Ce qui est vraiment important, d’un point de vue technique La stérilisation à UV-C dépend de la fluence (mJ/cm²) : c’est-à-dire l’intensité d’irradiation multipliée par le temps d’exposition. La composition spectrale de la lampe doit correspondre au spectre d’action de l’organisme à stériliser. Il est donc nécessaire de mesurer le flux de photons au niveau de la surface concernée, plutôt que de faire des suppositions. Nos systèmes à UV-C reposent sur un profil d’émission stable à 254 nm, et nous fournissons des données radiométriques calibrées pour déterminer la dose reçue par la surface concernée. L’intensité maximale d’irradiation, l’uniformité de l’émission et la courbe dose-réaction sont les paramètres clés qui permettent d’obtenir des taux de stérilisation répétables.
Pourquoi cela fonctionne bien en production Lorsque l’on ajoute un suivi continu de l’intensité d’irradiation, la stérilisation devient un processus contrôlé. Dès que l’intensité d’irradiation descend en dessous du seuil défini, un signal d’alarme est déclenché – ainsi, il n’y a plus de lots mal stérilisés ou de retouches inattendues. Moins de produits défectueux, moins de gaspi, et des temps de traitement prévisibles. L’utilisation d’énergie devient alors quantifiable, et les remplacements des lampes se font en fonction des données mesurées, et non sur des suppositions.

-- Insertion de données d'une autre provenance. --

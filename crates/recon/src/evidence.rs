use crate::model::{Action, Confidence, MatchResult, MatchStats};

/// Count results per confidence tier and per action.
///
/// `needs_review` covers both `REVIEW` and `MANUAL_REVIEW`; results with no
/// confidence (`NOT_IN_API`, `ADD_TO_EXCEL`) only show up in their action count.
pub fn compute_stats(results: &[MatchResult]) -> MatchStats {
    let mut stats = MatchStats { total: results.len(), ..MatchStats::default() };

    for r in results {
        match r.confidence {
            Confidence::High => stats.high_confidence += 1,
            Confidence::Medium => stats.medium_confidence += 1,
            Confidence::Low => stats.low_confidence += 1,
            Confidence::None => {}
        }
        match r.action {
            Action::UpdateExcel => stats.update_excel += 1,
            Action::AddToExcel => stats.add_to_excel += 1,
            Action::NotInApi => stats.not_in_api += 1,
            Action::Review | Action::ManualReview => stats.needs_review += 1,
        }
    }

    stats
}

#[cfg(test)]
mod tests {
    use super::*;
    use crate::model::{RouteKey, Shift, Site};

    fn result(action: Action, confidence: Confidence) -> MatchResult {
        MatchResult {
            route: RouteKey::new(Site::Rijnsburg, Shift::Evening),
            source_name: "a".into(),
            target_name: "b".into(),
            score: 0.0,
            confidence,
            action,
            notes: String::new(),
        }
    }

    #[test]
    fn stats_counts() {
        let results = vec![
            result(Action::UpdateExcel, Confidence::High),
            result(Action::UpdateExcel, Confidence::High),
            result(Action::Review, Confidence::Medium),
            result(Action::ManualReview, Confidence::Low),
            result(Action::NotInApi, Confidence::None),
            result(Action::AddToExcel, Confidence::None),
            result(Action::AddToExcel, Confidence::None),
        ];
        let stats = compute_stats(&results);
        assert_eq!(stats.total, 7);
        assert_eq!(stats.high_confidence, 2);
        assert_eq!(stats.medium_confidence, 1);
        assert_eq!(stats.low_confidence, 1);
        assert_eq!(stats.update_excel, 2);
        assert_eq!(stats.needs_review, 2);
        assert_eq!(stats.not_in_api, 1);
        assert_eq!(stats.add_to_excel, 2);
    }

    #[test]
    fn stats_empty() {
        assert_eq!(compute_stats(&[]), MatchStats::default());
    }
}
//! `routeplan-io`: the filesystem side of routeplan. Planning workbooks,
//! system exports, the mapping exchange file, backups, reports and the
//! update run.

pub mod error;
pub mod export;
pub mod fsutil;
pub mod mapping;
pub mod report;
pub mod update;
pub mod workbook;

pub use error::IoError;
pub use export::{load_export, ExportData};
pub use fsutil::{create_backup, write_atomic};
pub use mapping::{read_mapping, write_mapping};
pub use report::{write_comparison_report, write_diff_report};
pub use update::{run_update, UpdateOptions, UpdateOutcome, UpdateReport};
pub use workbook::{load_planning, save_planning, truncate_sheet_name, PlanningWorkbook};
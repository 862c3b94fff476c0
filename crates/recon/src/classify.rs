use crate::config::Thresholds;
use crate::model::{Action, Confidence, MatchCandidate, MatchResult, RouteKey};

/// Outcome of one matching step, before classification.
#[derive(Debug, Clone, PartialEq)]
pub enum Pairing {
    /// Export-side name that no planning query selected.
    Leftover { target_name: String },
    /// Planning-side name with no candidate at or above the matcher cutoff.
    Unmatched { source_name: String },
    /// Planning-side name and its best export-side candidate.
    Matched(MatchCandidate),
}

/// Map a pairing onto the action taxonomy.
///
/// | pairing                         | action        | confidence |
/// |---------------------------------|---------------|------------|
/// | leftover export name            | ADD_TO_EXCEL  | NONE       |
/// | no match                        | NOT_IN_API    | NONE       |
/// | score >= high                   | UPDATE_EXCEL  | HIGH       |
/// | medium <= score < high          | REVIEW        | MEDIUM     |
/// | cutoff <= score < medium        | MANUAL_REVIEW | LOW        |
pub fn classify(route: RouteKey, pairing: Pairing, thresholds: &Thresholds) -> MatchResult {
    match pairing {
        Pairing::Leftover { target_name } => MatchResult {
            route,
            source_name: String::new(),
            target_name,
            score: 0.0,
            confidence: Confidence::None,
            action: Action::AddToExcel,
            notes: "Customer exists in API but not in Excel - needs to be added".into(),
        },
        Pairing::Unmatched { source_name } => MatchResult {
            route,
            source_name,
            target_name: String::new(),
            score: 0.0,
            confidence: Confidence::None,
            action: Action::NotInApi,
            notes: "Customer exists in Excel but not found in API".into(),
        },
        Pairing::Matched(candidate) => {
            let score = candidate.score;
            let confidence = thresholds.confidence(score);
            let (action, notes) = match confidence {
                Confidence::High => {
                    (Action::UpdateExcel, format!("High confidence match ({score:.1}%)"))
                }
                Confidence::Medium => (
                    Action::Review,
                    format!("Medium confidence match ({score:.1}%) - review needed"),
                ),
                Confidence::Low | Confidence::None => (
                    Action::ManualReview,
                    format!("Low confidence match ({score:.1}%) - manual review required"),
                ),
            };
            MatchResult {
                route,
                source_name: candidate.source_name,
                target_name: candidate.target_name,
                score,
                confidence,
                action,
                notes,
            }
        }
    }
}
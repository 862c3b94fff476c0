//! CLI Exit Code Registry
//!
//! Single source of truth for `rplan` exit codes. Scripts rely on them.
//!
//! | Code | Meaning                                                        |
//! |------|----------------------------------------------------------------|
//! | 0    | Success                                                        |
//! | 1    | Runtime failure: input not found, I/O error, update cancelled  |
//! | 2    | Usage or configuration error                                   |

/// Command completed.
pub const EXIT_SUCCESS: u8 = 0;

/// Runtime failure: missing input file, unreadable workbook, failed write.
pub const EXIT_ERROR: u8 = 1;

/// The update was declined at the confirmation prompt. Nothing was written
/// except the backup.
pub const EXIT_CANCELLED: u8 = 1;

/// Bad arguments, invalid config file or threshold overrides.
pub const EXIT_USAGE: u8 = 2;
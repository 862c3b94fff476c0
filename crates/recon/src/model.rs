use std::collections::{BTreeMap, BTreeSet};
use std::str::FromStr;

use serde::{Deserialize, Serialize};

use crate::error::ReconError;

// ---------------------------------------------------------------------------
// Routes
// ---------------------------------------------------------------------------

#[derive(Debug, Clone, Copy, PartialEq, Eq, Hash, PartialOrd, Ord, Serialize, Deserialize)]
#[serde(rename_all = "snake_case")]
pub enum Site {
    Aalsmeer,
    Naaldwijk,
    Rijnsburg,
}

impl Site {
    pub const ALL: [Site; 3] = [Site::Aalsmeer, Site::Naaldwijk, Site::Rijnsburg];

    pub fn as_str(&self) -> &'static str {
        match self {
            Self::Aalsmeer => "aalsmeer",
            Self::Naaldwijk => "naaldwijk",
            Self::Rijnsburg => "rijnsburg",
        }
    }

    /// "aalsmeer" → "Aalsmeer".
    pub fn title(&self) -> String {
        capitalize(self.as_str())
    }
}

#[derive(Debug, Clone, Copy, PartialEq, Eq, Hash, PartialOrd, Ord, Serialize, Deserialize)]
#[serde(rename_all = "snake_case")]
pub enum Shift {
    Morning,
    Evening,
}

impl Shift {
    pub fn as_str(&self) -> &'static str {
        match self {
            Self::Morning => "morning",
            Self::Evening => "evening",
        }
    }
}

/// Partition identifier: one site on one shift. Matching never crosses routes.
#[derive(Debug, Clone, Copy, PartialEq, Eq, Hash, PartialOrd, Ord)]
pub struct RouteKey {
    pub site: Site,
    pub shift: Shift,
}

impl RouteKey {
    pub const ALL: [RouteKey; 6] = [
        RouteKey::new(Site::Aalsmeer, Shift::Morning),
        RouteKey::new(Site::Aalsmeer, Shift::Evening),
        RouteKey::new(Site::Naaldwijk, Shift::Morning),
        RouteKey::new(Site::Naaldwijk, Shift::Evening),
        RouteKey::new(Site::Rijnsburg, Shift::Morning),
        RouteKey::new(Site::Rijnsburg, Shift::Evening),
    ];

    pub const fn new(site: Site, shift: Shift) -> Self {
        Self { site, shift }
    }

    /// "aalsmeer_evening" → "Aalsmeer Evening". Used for report sheet titles.
    pub fn title(&self) -> String {
        format!("{} {}", self.site.title(), capitalize(self.shift.as_str()))
    }
}

fn capitalize(word: &str) -> String {
    let mut chars = word.chars();
    match chars.next() {
        Some(first) => first.to_uppercase().chain(chars).collect(),
        None => String::new(),
    }
}

impl std::fmt::Display for RouteKey {
    fn fmt(&self, f: &mut std::fmt::Formatter<'_>) -> std::fmt::Result {
        write!(f, "{}_{}", self.site.as_str(), self.shift.as_str())
    }
}

impl FromStr for RouteKey {
    type Err = ReconError;

    fn from_str(s: &str) -> Result<Self, Self::Err> {
        let key = s.trim().to_ascii_lowercase();
        RouteKey::ALL
            .into_iter()
            .find(|r| r.to_string() == key)
            .ok_or_else(|| ReconError::UnknownRoute(s.to_string()))
    }
}

impl Serialize for RouteKey {
    fn serialize<S: serde::Serializer>(&self, serializer: S) -> Result<S::Ok, S::Error> {
        serializer.collect_str(self)
    }
}

impl<'de> Deserialize<'de> for RouteKey {
    fn deserialize<D: serde::Deserializer<'de>>(deserializer: D) -> Result<Self, D::Error> {
        let s = String::deserialize(deserializer)?;
        s.parse().map_err(serde::de::Error::custom)
    }
}

// ---------------------------------------------------------------------------
// Input
// ---------------------------------------------------------------------------

#[derive(Debug, Clone, Copy, PartialEq, Eq, Hash, Serialize)]
#[serde(rename_all = "SCREAMING_SNAKE_CASE")]
pub enum Source {
    /// The manually maintained planning workbook.
    Planning,
    /// The automated system export.
    Export,
}

/// A customer name exactly as read from its originating dataset.
#[derive(Debug, Clone, PartialEq, Eq)]
pub struct CustomerRecord {
    pub raw_name: String,
    pub route: RouteKey,
    pub source: Source,
}

impl CustomerRecord {
    pub fn new(raw_name: impl Into<String>, route: RouteKey, source: Source) -> Self {
        Self { raw_name: raw_name.into(), route, source }
    }
}

/// Per-route customer name lists, deduplicated and sorted.
#[derive(Debug, Clone, Default, PartialEq)]
pub struct Partition {
    pub planning: Vec<String>,
    pub export: Vec<String>,
}

/// Customer names and order (row) count for one route of one source.
#[derive(Debug, Clone, Default, PartialEq, Serialize)]
pub struct RouteCounts {
    /// Trimmed, distinct, sorted raw names.
    pub customers: Vec<String>,
    pub orders: usize,
}

/// One source as seen by the aggregator: counts per route.
pub type Snapshot = BTreeMap<RouteKey, RouteCounts>;

/// Flatten a snapshot into records for the matcher.
pub fn records_from(snapshot: &Snapshot, source: Source) -> Vec<CustomerRecord> {
    snapshot
        .iter()
        .flat_map(|(route, counts)| {
            counts.customers.iter().map(move |name| CustomerRecord::new(name.as_str(), *route, source))
        })
        .collect()
}

// ---------------------------------------------------------------------------
// Matching
// ---------------------------------------------------------------------------

#[derive(Debug, Clone, PartialEq, Serialize)]
pub struct MatchCandidate {
    pub source_name: String,
    pub target_name: String,
    pub score: f64,
}

#[derive(Debug, Clone, Copy, PartialEq, Eq, Hash, Serialize, Deserialize)]
#[serde(rename_all = "SCREAMING_SNAKE_CASE")]
pub enum Action {
    UpdateExcel,
    AddToExcel,
    Review,
    ManualReview,
    NotInApi,
}

impl Action {
    pub fn as_str(&self) -> &'static str {
        match self {
            Self::UpdateExcel => "UPDATE_EXCEL",
            Self::AddToExcel => "ADD_TO_EXCEL",
            Self::Review => "REVIEW",
            Self::ManualReview => "MANUAL_REVIEW",
            Self::NotInApi => "NOT_IN_API",
        }
    }
}

impl std::fmt::Display for Action {
    fn fmt(&self, f: &mut std::fmt::Formatter<'_>) -> std::fmt::Result {
        f.write_str(self.as_str())
    }
}

impl FromStr for Action {
    type Err = ReconError;

    fn from_str(s: &str) -> Result<Self, Self::Err> {
        match s.trim() {
            "UPDATE_EXCEL" => Ok(Self::UpdateExcel),
            "ADD_TO_EXCEL" => Ok(Self::AddToExcel),
            "REVIEW" => Ok(Self::Review),
            "MANUAL_REVIEW" => Ok(Self::ManualReview),
            "NOT_IN_API" => Ok(Self::NotInApi),
            other => Err(ReconError::InvalidAction(other.to_string())),
        }
    }
}

#[derive(Debug, Clone, Copy, PartialEq, Eq, Hash, Serialize, Deserialize)]
#[serde(rename_all = "SCREAMING_SNAKE_CASE")]
pub enum Confidence {
    High,
    Medium,
    Low,
    None,
}

impl Confidence {
    pub fn as_str(&self) -> &'static str {
        match self {
            Self::High => "HIGH",
            Self::Medium => "MEDIUM",
            Self::Low => "LOW",
            Self::None => "NONE",
        }
    }
}

impl std::fmt::Display for Confidence {
    fn fmt(&self, f: &mut std::fmt::Formatter<'_>) -> std::fmt::Result {
        f.write_str(self.as_str())
    }
}

impl FromStr for Confidence {
    type Err = ReconError;

    fn from_str(s: &str) -> Result<Self, Self::Err> {
        match s.trim() {
            "HIGH" => Ok(Self::High),
            "MEDIUM" => Ok(Self::Medium),
            "LOW" => Ok(Self::Low),
            "NONE" | "" => Ok(Self::None),
            other => Err(ReconError::ConfigValidation(format!("unknown confidence '{other}'"))),
        }
    }
}

/// One classified pairing. The unit of work for the update applier and the
/// unit of row in the mapping exchange file.
///
/// `source_name` is the planning-side name (empty for `AddToExcel`),
/// `target_name` the export-side name (empty for `NotInApi`).
#[derive(Debug, Clone, PartialEq, Serialize)]
pub struct MatchResult {
    pub route: RouteKey,
    pub source_name: String,
    pub target_name: String,
    pub score: f64,
    pub confidence: Confidence,
    pub action: Action,
    pub notes: String,
}

impl MatchResult {
    /// Names must be present or absent as the action says: NOT_IN_API has no
    /// export name, ADD_TO_EXCEL no planning name, every other action both.
    pub fn check_names(&self) -> Result<(), ReconError> {
        let has_source = !self.source_name.trim().is_empty();
        let has_target = !self.target_name.trim().is_empty();
        let problem = match self.action {
            Action::NotInApi if has_target => Some("carries an export name"),
            Action::NotInApi if !has_source => Some("has no planning name"),
            Action::AddToExcel if has_source => Some("carries a planning name"),
            Action::AddToExcel if !has_target => Some("has no export name"),
            Action::NotInApi | Action::AddToExcel => None,
            _ if !has_source || !has_target => Some("needs both a planning and an export name"),
            _ => None,
        };
        match problem {
            Some(problem) => Err(ReconError::InconsistentResult(format!("{} {problem}", self.action.as_str()))),
            None => Ok(()),
        }
    }
}

// ---------------------------------------------------------------------------
// Update applier
// ---------------------------------------------------------------------------

#[derive(Debug, Clone, Copy, PartialEq, Eq, Serialize)]
#[serde(rename_all = "SCREAMING_SNAKE_CASE")]
pub enum ChangeAction {
    Updated,
    Added,
}

impl ChangeAction {
    pub fn as_str(&self) -> &'static str {
        match self {
            Self::Updated => "UPDATED",
            Self::Added => "ADDED",
        }
    }
}

impl FromStr for ChangeAction {
    type Err = ReconError;

    fn from_str(s: &str) -> Result<Self, Self::Err> {
        match s.trim() {
            "UPDATED" => Ok(Self::Updated),
            "ADDED" => Ok(Self::Added),
            other => Err(ReconError::InvalidAction(other.to_string())),
        }
    }
}

/// Append-only audit record of one mutation the applier performed.
#[derive(Debug, Clone, PartialEq, Eq, Serialize)]
pub struct ChangeLogEntry {
    pub route: RouteKey,
    pub action: ChangeAction,
    pub old_name: String,
    pub new_name: String,
    pub rows_affected: usize,
}

/// One planning sheet held in memory: header row plus data rows.
#[derive(Debug, Clone, Default, PartialEq)]
pub struct RouteTable {
    pub headers: Vec<String>,
    /// Index into each row of the customer-name column.
    pub customer_col: usize,
    pub rows: Vec<Vec<String>>,
}

impl RouteTable {
    pub fn new(headers: Vec<String>, customer_col: usize, rows: Vec<Vec<String>>) -> Self {
        Self { headers, customer_col, rows }
    }

    /// Customer cell of `row`, or "" when the row is shorter than the column.
    pub fn customer<'a>(&self, row: &'a [String]) -> &'a str {
        row.get(self.customer_col).map(String::as_str).unwrap_or("")
    }

    /// Distinct trimmed non-empty customer names, sorted.
    pub fn customer_names(&self) -> Vec<String> {
        self.rows
            .iter()
            .map(|r| self.customer(r).trim())
            .filter(|name| !is_blank_name(name))
            .map(str::to_string)
            .collect::<BTreeSet<_>>()
            .into_iter()
            .collect()
    }

    pub fn width(&self) -> usize {
        self.rows
            .iter()
            .map(Vec::len)
            .chain([self.headers.len(), self.customer_col + 1])
            .max()
            .unwrap_or(0)
    }
}

/// Blank cells include the literal "nan" spreadsheet exports leave behind.
pub fn is_blank_name(name: &str) -> bool {
    let trimmed = name.trim();
    trimmed.is_empty() || trimmed.eq_ignore_ascii_case("nan")
}

// ---------------------------------------------------------------------------
// Aggregation
// ---------------------------------------------------------------------------

/// Snapshot diff for one route (or the TOTAL row when `route` is `None`).
///
/// Customer lists hold sorted normalized names. `missing` are export customers
/// the planning source lacks, `extra` are planning customers absent from the
/// export. The TOTAL row concatenates the per-route lists.
#[derive(Debug, Clone, PartialEq, Serialize)]
pub struct RouteSummary {
    pub route: Option<RouteKey>,
    pub planning_orders: usize,
    pub export_orders: usize,
    pub source_count: usize,
    pub target_count: usize,
    pub matched_count: usize,
    pub match_rate: f64,
    pub missing: Vec<String>,
    pub extra: Vec<String>,
}

impl RouteSummary {
    /// Export orders minus planning orders.
    pub fn order_diff(&self) -> i64 {
        self.export_orders as i64 - self.planning_orders as i64
    }

    pub fn in_lockstep(&self) -> bool {
        self.order_diff() == 0
    }
}

/// Before/after comparison row for one route (or TOTAL when `route` is `None`).
#[derive(Debug, Clone, PartialEq, Serialize)]
pub struct ComparisonRow {
    pub route: Option<RouteKey>,
    pub export_customers: usize,
    pub planning_before: usize,
    pub planning_after: usize,
    pub before_matched: usize,
    pub after_matched: usize,
    pub before_rate: f64,
    pub after_rate: f64,
}

impl ComparisonRow {
    pub fn improvement(&self) -> i64 {
        self.after_matched as i64 - self.before_matched as i64
    }

    pub fn customers_added(&self) -> i64 {
        self.planning_after as i64 - self.planning_before as i64
    }
}

/// Presence of one export customer in each planning snapshot.
#[derive(Debug, Clone, PartialEq, Eq, Serialize)]
pub struct ComparisonDetail {
    pub route: RouteKey,
    pub export_customer: String,
    pub in_before: bool,
    pub in_after: bool,
}

#[derive(Debug, Clone, PartialEq, Serialize)]
pub struct Comparison {
    /// Per-route rows followed by the TOTAL row.
    pub rows: Vec<ComparisonRow>,
    pub details: Vec<ComparisonDetail>,
}

// ---------------------------------------------------------------------------
// Statistics
// ---------------------------------------------------------------------------

#[derive(Debug, Clone, Default, PartialEq, Eq, Serialize)]
pub struct MatchStats {
    pub total: usize,
    pub high_confidence: usize,
    pub medium_confidence: usize,
    pub low_confidence: usize,
    pub not_in_api: usize,
    pub add_to_excel: usize,
    pub update_excel: usize,
    pub needs_review: usize,
}
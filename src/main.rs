mod app;
mod catalog;
mod config;
mod fetch;
mod filter;
mod logging;
mod selection;
mod ui;

use app::{App, FilterField, Focus};
use catalog::{SkipOption, format_gbp, is_most_efficient, total_price};
use clap::{Parser, Subcommand};
use config::{Config, ConfigOverrides};
use crossterm::event::{self, Event, KeyCode, KeyEvent, KeyEventKind, KeyModifiers};
use fetch::messages::{CatalogChannels, CatalogMessage};
use fetch::{CatalogClient, load_catalog, spawn_catalog_fetch};
use filter::{FilterState, apply_filters};
use indicatif::{ProgressBar, ProgressStyle};
use serde::Serialize;
use std::path::PathBuf;
use std::sync::mpsc::Receiver;

/// TUI browser for skip hire prices by location
#[derive(Parser)]
#[command(version, about)]
struct Cli {
    #[command(subcommand)]
    command: Option<Commands>,

    /// Path to a JSON config file
    #[arg(short, long, global = true)]
    config: Option<PathBuf>,

    /// Catalog endpoint, without query string
    #[arg(long, global = true)]
    endpoint: Option<String>,

    /// Postcode to price skips for
    #[arg(long, global = true)]
    postcode: Option<String>,

    /// Area name sent with the postcode
    #[arg(long, global = true)]
    area: Option<String>,

    /// Log level for the log file (RUST_LOG overrides)
    #[arg(long, global = true)]
    log_level: Option<String>,
}

#[derive(Subcommand)]
enum Commands {
    /// Run the TUI browser (default)
    Run,
    /// Fetch the catalog once and print the matching skips
    List {
        /// Lowest total price to include
        #[arg(long, default_value_t = filter::DEFAULT_MIN_PRICE)]
        min_price: f64,
        /// Highest total price to include
        #[arg(long, default_value_t = filter::DEFAULT_MAX_PRICE)]
        max_price: f64,
        /// Only skips that may be placed on the road
        #[arg(long)]
        road_only: bool,
        /// Only skips that take heavy waste
        #[arg(long)]
        heavy_waste: bool,
        /// Print JSON instead of a table
        #[arg(long)]
        json: bool,
    },
}

#[tokio::main]
async fn main() -> Result<(), Box<dyn std::error::Error>> {
    let cli = Cli::parse();

    let overrides = ConfigOverrides {
        endpoint: cli.endpoint,
        postcode: cli.postcode,
        area: cli.area,
        log_level: cli.log_level,
    };
    let config = match Config::load(cli.config.as_deref()) {
        Ok(c) => c.apply(overrides),
        Err(e) => {
            eprintln!("Error: {}", e.user_message());
            std::process::exit(1);
        }
    };

    match config::data_dir() {
        Ok(dir) => {
            if let Err(e) = logging::init_logging(&dir, &config.log_level) {
                eprintln!("Warning: Failed to initialize logging: {}", e);
            }
        }
        Err(e) => eprintln!("Warning: {}", e.user_message()),
    }

    match cli.command.unwrap_or(Commands::Run) {
        Commands::Run => {
            let channels = CatalogChannels::new();
            let _fetch = spawn_catalog_fetch(CatalogClient::new(config.catalog_url()), channels.tx);

            let mut app = App::new(config.price_step);

            // Init terminal
            let mut terminal = ratatui::init();
            let result = run_app(&mut terminal, &mut app, &channels.rx);
            ratatui::restore();

            if let Err(e) = result {
                eprintln!("Error: {e}");
                std::process::exit(1);
            }
        }
        Commands::List {
            min_price,
            max_price,
            road_only,
            heavy_waste,
            json,
        } => {
            let client = CatalogClient::new(config.catalog_url());
            let spinner = ProgressBar::new_spinner();
            spinner.set_style(ProgressStyle::default_spinner().template("{spinner:.green} {msg}")?);
            spinner.set_message(format!("Fetching {}", client.url()));
            spinner.enable_steady_tick(std::time::Duration::from_millis(100));

            let options = load_catalog(&client).await;
            spinner.finish_and_clear();

            let filters = FilterState {
                min_price,
                max_price,
                show_road_only: road_only,
                show_heavy_waste: heavy_waste,
            };
            let matching = apply_filters(&options, &filters);
            if json {
                println!("{}", render_json(&matching)?);
            } else {
                print!("{}", render_table(&matching));
            }
        }
    }

    Ok(())
}

fn run_app(
    terminal: &mut ratatui::DefaultTerminal,
    app: &mut App,
    rx: &Receiver<CatalogMessage>,
) -> Result<(), Box<dyn std::error::Error>> {
    loop {
        app.drain_messages(rx);
        terminal.draw(|frame| ui::render(app, frame))?;

        if app.should_quit {
            return Ok(());
        }

        // Poll for events with a 250ms timeout
        if event::poll(std::time::Duration::from_millis(250))? {
            if let Event::Key(key) = event::read()? {
                if key.kind != KeyEventKind::Press {
                    continue;
                }
                handle_key(app, key);
            }
        }
    }
}

fn handle_key(app: &mut App, key: KeyEvent) {
    // Ctrl+C always quits
    if key.code == KeyCode::Char('c') && key.modifiers.contains(KeyModifiers::CONTROL) {
        app.should_quit = true;
        return;
    }

    // If help is showing, any key closes it
    if app.show_help {
        app.show_help = false;
        return;
    }

    match key.code {
        KeyCode::Char('?') => {
            app.show_help = true;
            return;
        }
        KeyCode::Char('q') | KeyCode::Esc => {
            app.should_quit = true;
            return;
        }
        KeyCode::Tab | KeyCode::BackTab => {
            app.toggle_focus();
            return;
        }
        _ => {}
    }

    // Nothing to navigate until the catalog is in
    if app.loading {
        return;
    }

    match app.focus {
        Focus::Catalog => handle_catalog_key(app, key),
        Focus::Filters => handle_filters_key(app, key),
    }
}

fn handle_catalog_key(app: &mut App, key: KeyEvent) {
    match key.code {
        KeyCode::Down | KeyCode::Char('j') => app.list_next(),
        KeyCode::Up | KeyCode::Char('k') => app.list_prev(),
        KeyCode::Char('g') | KeyCode::Home => app.list_first(),
        KeyCode::Char('G') | KeyCode::End => app.list_last(),
        KeyCode::Enter | KeyCode::Char(' ') => app.select_highlighted(),
        KeyCode::Char('c') => app.press_continue(),
        KeyCode::Char('f') => app.focus = Focus::Filters,
        _ => {}
    }
}

fn handle_filters_key(app: &mut App, key: KeyEvent) {
    match key.code {
        KeyCode::Down | KeyCode::Char('j') => app.filter_field = app.filter_field.next(),
        KeyCode::Up | KeyCode::Char('k') => app.filter_field = app.filter_field.prev(),
        KeyCode::Right | KeyCode::Char('l') => app.adjust_filter(1.0),
        KeyCode::Left | KeyCode::Char('h') => app.adjust_filter(-1.0),
        KeyCode::PageUp => app.adjust_filter(10.0),
        KeyCode::PageDown => app.adjust_filter(-10.0),
        KeyCode::Char(' ') | KeyCode::Enter => match app.filter_field {
            FilterField::RoadOnly => app.toggle_road_only(),
            FilterField::HeavyWaste => app.toggle_heavy_waste(),
            FilterField::MinPrice | FilterField::MaxPrice => {}
        },
        KeyCode::Char('c') => app.press_continue(),
        _ => {}
    }
}

/// A catalog entry with its derived figures, for `list --json`.
#[derive(Serialize)]
struct ListedSkip<'a> {
    #[serde(flatten)]
    option: &'a SkipOption,
    total_price: f64,
    most_efficient: bool,
}

fn render_json(options: &[SkipOption]) -> serde_json::Result<String> {
    let listed: Vec<ListedSkip> = options
        .iter()
        .map(|option| ListedSkip {
            option,
            total_price: total_price(option),
            most_efficient: is_most_efficient(option),
        })
        .collect();
    serde_json::to_string_pretty(&listed)
}

fn render_table(options: &[SkipOption]) -> String {
    let mut out = format!(
        "{:<8} {:>5} {:>6} {:>10} {:>5} {:>10}  {}\n",
        "ID", "YARDS", "DAYS", "BASE", "VAT", "TOTAL", "NOTES"
    );
    for option in options {
        let mut notes = Vec::new();
        if is_most_efficient(option) {
            notes.push("most-efficient");
        }
        if option.allowed_on_road {
            notes.push("road");
        }
        if option.allows_heavy_waste {
            notes.push("heavy-waste");
        }
        out.push_str(&format!(
            "{:<8} {:>5} {:>6} {:>10} {:>4}% {:>10}  {}\n",
            option.id.to_string(),
            option.size,
            option.hire_period_days,
            format_gbp(option.price_before_vat),
            option.vat,
            format_gbp(total_price(option)),
            notes.join(",")
        ));
    }
    out
}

Quelques réalités sur le terrain L’intensité d’émission de la lampe à UV-C varie en fonction de la température ambiante et de l’encrassement du quartz. Par conséquent, le capteur doit être placé dans les mêmes conditions thermiques et de circulation d’air que l’objet à stériliser. Assurez-vous que l’installation correspond à la géométrie de la chambre et à la disposition des réflecteurs ; un réflecteur mal positionné peut créer des points chauds et donner une fausse impression de sécurité. Prévoyez des récalibrations régulières pour garantir des mesures précises – car seuls des données fiables permettent de maintenir un processus fiable.